• Work item: State, as a single number, how many lines in the data below contain "YieldingThrottle".

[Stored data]

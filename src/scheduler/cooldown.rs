//! Cooldown pauses between units of work.
//!
//! A cooldown is plain wall-clock waiting unless throttling is requested, in
//! which case a [`ThrottlePolicy`] decides how the time is spent. Throttling is
//! best effort: a policy that cannot lower CPU usage further is equivalent to a
//! plain sleep.

use async_trait::async_trait;
use std::fmt::Debug;
use std::sync::Arc;
use std::time::Duration;
use tokio::time::Instant;
use tokio_util::sync::CancellationToken;

/// How idle time is spent during a throttled cooldown
#[async_trait]
pub trait ThrottlePolicy: Send + Sync + Debug {
    /// Spend `duration`, returning early once `stop` is cancelled
    async fn idle(&self, duration: Duration, stop: &CancellationToken);
}

/// One sleep for the whole duration
#[derive(Debug, Default, Clone, Copy)]
pub struct PlainSleep;

#[async_trait]
impl ThrottlePolicy for PlainSleep {
    async fn idle(&self, duration: Duration, stop: &CancellationToken) {
        tokio::select! {
            _ = tokio::time::sleep(duration) => {}
            _ = stop.cancelled() => {}
        }
    }
}

/// Short sleeps interleaved with a tiny amount of no-op work and explicit yields.
///
/// Keeps the process from looking fully idle, so schedulers that boost idle
/// processes see a low-priority process that yields on every slice instead.
#[derive(Debug, Clone, Copy)]
pub struct YieldingThrottle {
    /// Length of each sleep slice
    pub slice: Duration,
    /// Iterations of no-op work between slices
    pub work_iterations: u32,
}

impl Default for YieldingThrottle {
    fn default() -> Self {
        Self {
            slice: Duration::from_millis(250),
            work_iterations: 1_000,
        }
    }
}

#[async_trait]
impl ThrottlePolicy for YieldingThrottle {
    async fn idle(&self, duration: Duration, stop: &CancellationToken) {
        let deadline = Instant::now() + duration;

        loop {
            let now = Instant::now();
            if now >= deadline || stop.is_cancelled() {
                break;
            }

            let nap = self.slice.min(deadline - now);
            tokio::select! {
                _ = tokio::time::sleep(nap) => {}
                _ = stop.cancelled() => break,
            }

            let mut acc = 0u64;
            for i in 0..self.work_iterations {
                acc = std::hint::black_box(acc.wrapping_add(u64::from(i)));
            }
            std::hint::black_box(acc);
            std::thread::yield_now();
            tokio::task::yield_now().await;
        }
    }
}

/// Inserts cooldown pauses between batches and (in sequential mode) between units
#[derive(Debug, Clone)]
pub struct CooldownController {
    throttle_policy: Arc<dyn ThrottlePolicy>,
}

impl CooldownController {
    pub fn new(throttle_policy: Arc<dyn ThrottlePolicy>) -> Self {
        Self { throttle_policy }
    }

    /// Pause for `duration`.
    ///
    /// With `throttle` set, the configured [`ThrottlePolicy`] spends the time;
    /// otherwise this is a plain sleep. A graceful stop ends the pause early.
    ///
    /// # Returns
    /// The time actually spent
    pub async fn pause(
        &self,
        duration: Duration,
        throttle: bool,
        stop: &CancellationToken,
    ) -> Duration {
        if duration.is_zero() {
            return Duration::ZERO;
        }

        let start = Instant::now();
        tracing::info!(
            "Cooling down for {:.0}s{}",
            duration.as_secs_f64(),
            if throttle { " (throttled)" } else { "" }
        );

        if throttle {
            self.throttle_policy.idle(duration, stop).await;
        } else {
            PlainSleep.idle(duration, stop).await;
        }

        start.elapsed()
    }
}

impl Default for CooldownController {
    fn default() -> Self {
        Self::new(Arc::new(YieldingThrottle::default()))
    }
}
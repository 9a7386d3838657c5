//! HTTP fetcher implementation
//!
//! This module handles all HTTP requests for the crawler, including:
//! - Building HTTP clients with the configured user agent and timeouts
//! - Optional egress through a rotating set of proxies
//! - Classifying failures as transient or malformed
//! - An on-disk response cache that survives restarts
//!
//! Exactly one request is made per call; retrying is the frontier's job.

use crate::config::{CrawlerConfig, ProxyConfig};
use crate::FetchError;
use async_trait::async_trait;
use reqwest::{Client, Proxy};
use sha2::{Digest, Sha256};
use std::collections::HashMap;
use std::io;
use std::path::{Path, PathBuf};
use std::sync::atomic::{AtomicUsize, Ordering};
use std::sync::Arc;
use url::Url;

/// Performs one GET and returns the raw body
#[async_trait]
pub trait Transport: Send + Sync {
    async fn get(&self, url: &Url) -> Result<Vec<u8>, FetchError>;
}

/// Chooses the egress proxy for each request
pub trait ProxySelector: Send + Sync {
    /// Every proxy this selector may return
    fn candidates(&self) -> &[Url];

    /// Picks the proxy for the next request
    fn select(&self) -> Result<&Url, FetchError>;
}

/// Rotates over a fixed proxy list, one step per request
#[derive(Debug)]
pub struct RoundRobinProxies {
    proxies: Vec<Url>,
    cursor: AtomicUsize,
}

impl RoundRobinProxies {
    pub fn new(proxies: Vec<Url>) -> Self {
        Self {
            proxies,
            cursor: AtomicUsize::new(0),
        }
    }

    /// Builds the rotation from configured proxy addresses
    pub fn from_config(config: &ProxyConfig) -> Result<Self, url::ParseError> {
        let proxies = config
            .addresses
            .iter()
            .map(|address| Url::parse(address))
            .collect::<Result<Vec<_>, _>>()?;
        Ok(Self::new(proxies))
    }
}

impl ProxySelector for RoundRobinProxies {
    fn candidates(&self) -> &[Url] {
        &self.proxies
    }

    fn select(&self) -> Result<&Url, FetchError> {
        if self.proxies.is_empty() {
            return Err(FetchError::Transient {
                url: String::new(),
                message: "no proxy available".to_string(),
            });
        }

        let slot = self.cursor.fetch_add(1, Ordering::Relaxed) % self.proxies.len();
        Ok(&self.proxies[slot])
    }
}

/// Builds an HTTP client with the configured user agent and timeouts
///
/// # Arguments
///
/// * `config` - The crawler configuration
/// * `proxy` - Proxy every request goes through, if any
///
/// # Returns
///
/// * `Ok(Client)` - Successfully built HTTP client
/// * `Err(reqwest::Error)` - Failed to build client
pub fn build_http_client(config: &CrawlerConfig, proxy: Option<&Url>) -> Result<Client, reqwest::Error> {
    let mut builder = Client::builder()
        .user_agent(config.user_agent.clone())
        .timeout(config.request_timeout())
        .connect_timeout(config.connect_timeout())
        .gzip(true)
        .brotli(true);

    if let Some(proxy) = proxy {
        builder = builder.proxy(Proxy::all(proxy.as_str())?);
    } else {
        builder = builder.no_proxy();
    }

    builder.build()
}

/// reqwest-backed [`Transport`]
pub struct HttpTransport {
    direct: Client,
    proxied: HashMap<String, Client>,
    selector: Option<Arc<dyn ProxySelector>>,
}

impl HttpTransport {
    /// Creates a transport that connects directly
    pub fn new(config: &CrawlerConfig) -> Result<Self, reqwest::Error> {
        Ok(Self {
            direct: build_http_client(config, None)?,
            proxied: HashMap::new(),
            selector: None,
        })
    }

    /// Creates a transport that routes every request through `selector`
    ///
    /// One client is built per candidate proxy up front, so selection at
    /// request time only moves the rotation cursor.
    pub fn with_proxies(
        config: &CrawlerConfig,
        selector: Arc<dyn ProxySelector>,
    ) -> Result<Self, reqwest::Error> {
        let mut proxied = HashMap::new();
        for proxy in selector.candidates() {
            proxied.insert(proxy.to_string(), build_http_client(config, Some(proxy))?);
        }

        Ok(Self {
            direct: build_http_client(config, None)?,
            proxied,
            selector: Some(selector),
        })
    }

    fn client_for(&self, url: &Url) -> Result<&Client, FetchError> {
        let Some(selector) = &self.selector else {
            return Ok(&self.direct);
        };

        let proxy = selector.select().map_err(|e| FetchError::Transient {
            url: url.to_string(),
            message: e.to_string(),
        })?;

        tracing::debug!("Proxy address: {}", proxy);

        self.proxied
            .get(proxy.as_str())
            .ok_or_else(|| FetchError::Transient {
                url: url.to_string(),
                message: format!("proxy {} has no client", proxy),
            })
    }
}

#[async_trait]
impl Transport for HttpTransport {
    async fn get(&self, url: &Url) -> Result<Vec<u8>, FetchError> {
        let client = self.client_for(url)?;

        tracing::debug!("visiting {}", url);

        let response = client
            .get(url.clone())
            .send()
            .await
            .map_err(|e| classify_request_error(url, e))?;

        let status = response.status();
        if !status.is_success() {
            return Err(FetchError::Malformed {
                url: url.to_string(),
                message: format!("HTTP {}", status.as_u16()),
            });
        }

        match response.bytes().await {
            Ok(body) => Ok(body.to_vec()),
            Err(e) if e.is_timeout() => Err(FetchError::Transient {
                url: url.to_string(),
                message: "Request timeout while reading body".to_string(),
            }),
            Err(e) => Err(FetchError::Malformed {
                url: url.to_string(),
                message: format!("Unreadable body: {}", e),
            }),
        }
    }
}

/// [`Transport`] decorator serving repeated URLs from a cache directory
///
/// Each successful body is stored in its own file, named by the SHA-256 of
/// the URL. Failures are never cached. Cache I/O errors are logged and fall
/// through to the inner transport.
pub struct CachingTransport {
    inner: Arc<dyn Transport>,
    dir: PathBuf,
}

impl CachingTransport {
    /// Wraps `inner`, creating `dir` if needed
    pub fn new(inner: Arc<dyn Transport>, dir: impl Into<PathBuf>) -> io::Result<Self> {
        let dir = dir.into();
        std::fs::create_dir_all(&dir)?;
        Ok(Self { inner, dir })
    }

    /// File holding the cached body of `url`
    pub fn entry_path(&self, url: &Url) -> PathBuf {
        let mut hasher = Sha256::new();
        hasher.update(url.as_str().as_bytes());
        let digest = hex::encode(hasher.finalize());
        self.dir.join(&digest[..2]).join(digest)
    }

    async fn store(&self, path: &Path, body: &[u8]) -> io::Result<()> {
        if let Some(parent) = path.parent() {
            tokio::fs::create_dir_all(parent).await?;
        }
        // Readers never see a partial entry
        let partial = path.with_extension("partial");
        tokio::fs::write(&partial, body).await?;
        tokio::fs::rename(&partial, path).await
    }
}

#[async_trait]
impl Transport for CachingTransport {
    async fn get(&self, url: &Url) -> Result<Vec<u8>, FetchError> {
        let path = self.entry_path(url);

        match tokio::fs::read(&path).await {
            Ok(body) => {
                tracing::trace!("Cache hit for {}", url);
                return Ok(body);
            }
            Err(e) if e.kind() == io::ErrorKind::NotFound => {}
            Err(e) => tracing::warn!("Ignoring unreadable cache entry for {}: {}", url, e),
        }

        let body = self.inner.get(url).await?;

        if let Err(e) = self.store(&path, &body).await {
            tracing::warn!("Failed to cache response for {}: {}", url, e);
        }

        Ok(body)
    }
}

/// Maps a failed send to a fetch error
///
/// Everything that happens before a response arrives is transient.
fn classify_request_error(url: &Url, e: reqwest::Error) -> FetchError {
    let message = if e.is_timeout() {
        "Request timeout".to_string()
    } else if e.is_connect() {
        format!("Connection failed: {}", e)
    } else {
        e.to_string()
    };

    FetchError::Transient {
        url: url.to_string(),
        message,
    }
}
//! Crawler module for registry search and Dockerfile retrieval
//!
//! This module contains the core crawling logic, including:
//! - Task identity and URL resolution
//! - HTTP fetching, optionally through rotating proxies and a response cache
//! - The bounded, deduplicating frontier and its worker pool
//! - Routing responses into index writes and follow-up tasks
//! - Overall crawl coordination

mod coordinator;
mod fetcher;
mod frontier;
mod parser;
mod router;
mod seeds;
mod task;

pub use coordinator::{run_crawl, Coordinator};
pub use fetcher::{
    build_http_client, CachingTransport, HttpTransport, ProxySelector, RoundRobinProxies, Transport,
};
pub use frontier::{Frontier, FrontierReport};
pub use parser::{
    clean_dockerfile, decode_entities, parse_dockerfile_page, parse_search_page, DockerfilePage,
    SearchResult, SearchResultsPage,
};
pub use router::{expand_pages, Routed, Router};
pub use seeds::load_seeds;
pub use task::{Endpoints, SearchTask, TaskKind, DEFAULT_MAX_PAGES};
//! SQLite index implementation
//!
//! The index is a single SQLite connection guarded by a mutex. Writers get an
//! `IMMEDIATE` transaction, readers a deferred one; because the connection is
//! exclusive for the duration of either, a reader always sees a consistent
//! point-in-time snapshot.

use crate::storage::schema::initialize_schema;
use crate::storage::traits::{IndexStore, StorageError, StorageResult};
use crate::storage::{dockerfile_key, image_key, DockerfileRecord, ImageRecord, DOCKERFILE_SUFFIX};
use rusqlite::{params, Connection, OptionalExtension, Transaction, TransactionBehavior};
use std::path::{Path, PathBuf};
use std::sync::{Mutex, MutexGuard, PoisonError};

/// File name of the database inside the storage directory
pub const INDEX_FILE_NAME: &str = "index.sqlite3";

/// SQLite-backed durable index
pub struct SqliteIndex {
    conn: Mutex<Connection>,
    path: Option<PathBuf>,
}

impl SqliteIndex {
    /// Opens (or creates) the index rooted at `dir`
    ///
    /// # Arguments
    ///
    /// * `dir` - Storage directory; created if it does not exist
    ///
    /// # Returns
    ///
    /// * `Ok(SqliteIndex)` - Successfully opened/created index
    /// * `Err(StorageError)` - Failed to create the directory or open the database
    pub fn open(dir: &Path) -> StorageResult<Self> {
        std::fs::create_dir_all(dir)?;
        let path = dir.join(INDEX_FILE_NAME);
        let conn = Connection::open(&path)?;

        conn.execute_batch(
            "
            PRAGMA journal_mode = WAL;
            PRAGMA synchronous = NORMAL;
            PRAGMA temp_store = MEMORY;
        ",
        )?;

        initialize_schema(&conn)?;

        tracing::debug!("Opened index at {}", path.display());

        Ok(Self {
            conn: Mutex::new(conn),
            path: Some(path),
        })
    }

    /// Creates an in-memory index (for testing)
    #[cfg(test)]
    pub fn open_in_memory() -> StorageResult<Self> {
        let conn = Connection::open_in_memory()?;
        initialize_schema(&conn)?;
        Ok(Self {
            conn: Mutex::new(conn),
            path: None,
        })
    }

    /// Path of the database file, if the index lives on disk
    pub fn path(&self) -> Option<&Path> {
        self.path.as_deref()
    }

    fn lock(&self) -> MutexGuard<'_, Connection> {
        // A panic while holding the lock already rolled its transaction back
        self.conn.lock().unwrap_or_else(PoisonError::into_inner)
    }

    /// Runs `f` inside a write transaction
    ///
    /// The transaction commits when `f` returns `Ok` and is rolled back
    /// completely when it returns `Err`; no partial writes survive.
    pub fn update<T, F>(&self, f: F) -> StorageResult<T>
    where
        F: FnOnce(&mut WriteTxn<'_>) -> StorageResult<T>,
    {
        let mut conn = self.lock();
        let tx = conn.transaction_with_behavior(TransactionBehavior::Immediate)?;
        let mut txn = WriteTxn { tx };

        match f(&mut txn) {
            Ok(value) => {
                txn.tx.commit()?;
                Ok(value)
            }
            Err(e) => {
                if let Err(rollback_err) = txn.tx.rollback() {
                    tracing::warn!("Rollback failed after {}: {}", e, rollback_err);
                }
                Err(e)
            }
        }
    }

    /// Runs `f` against a read-only snapshot of the index
    pub fn view<T, F>(&self, f: F) -> StorageResult<T>
    where
        F: FnOnce(&ReadTxn<'_>) -> StorageResult<T>,
    {
        let mut conn = self.lock();
        let tx = conn.transaction_with_behavior(TransactionBehavior::Deferred)?;
        let txn = ReadTxn { tx };
        let result = f(&txn);
        txn.tx.rollback()?;
        result
    }

    /// Checkpoints the write-ahead log into the main database file
    pub fn flush(&self) -> StorageResult<()> {
        let conn = self.lock();
        conn.query_row("PRAGMA wal_checkpoint(TRUNCATE)", [], |_| Ok(()))?;
        Ok(())
    }

    /// Flushes and closes the index
    pub fn close(self) -> StorageResult<()> {
        self.flush()?;
        let conn = self.conn.into_inner().unwrap_or_else(PoisonError::into_inner);
        conn.close().map_err(|(_, e)| StorageError::Sqlite(e))?;
        tracing::debug!("Index closed");
        Ok(())
    }
}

• Response to this exercise: 4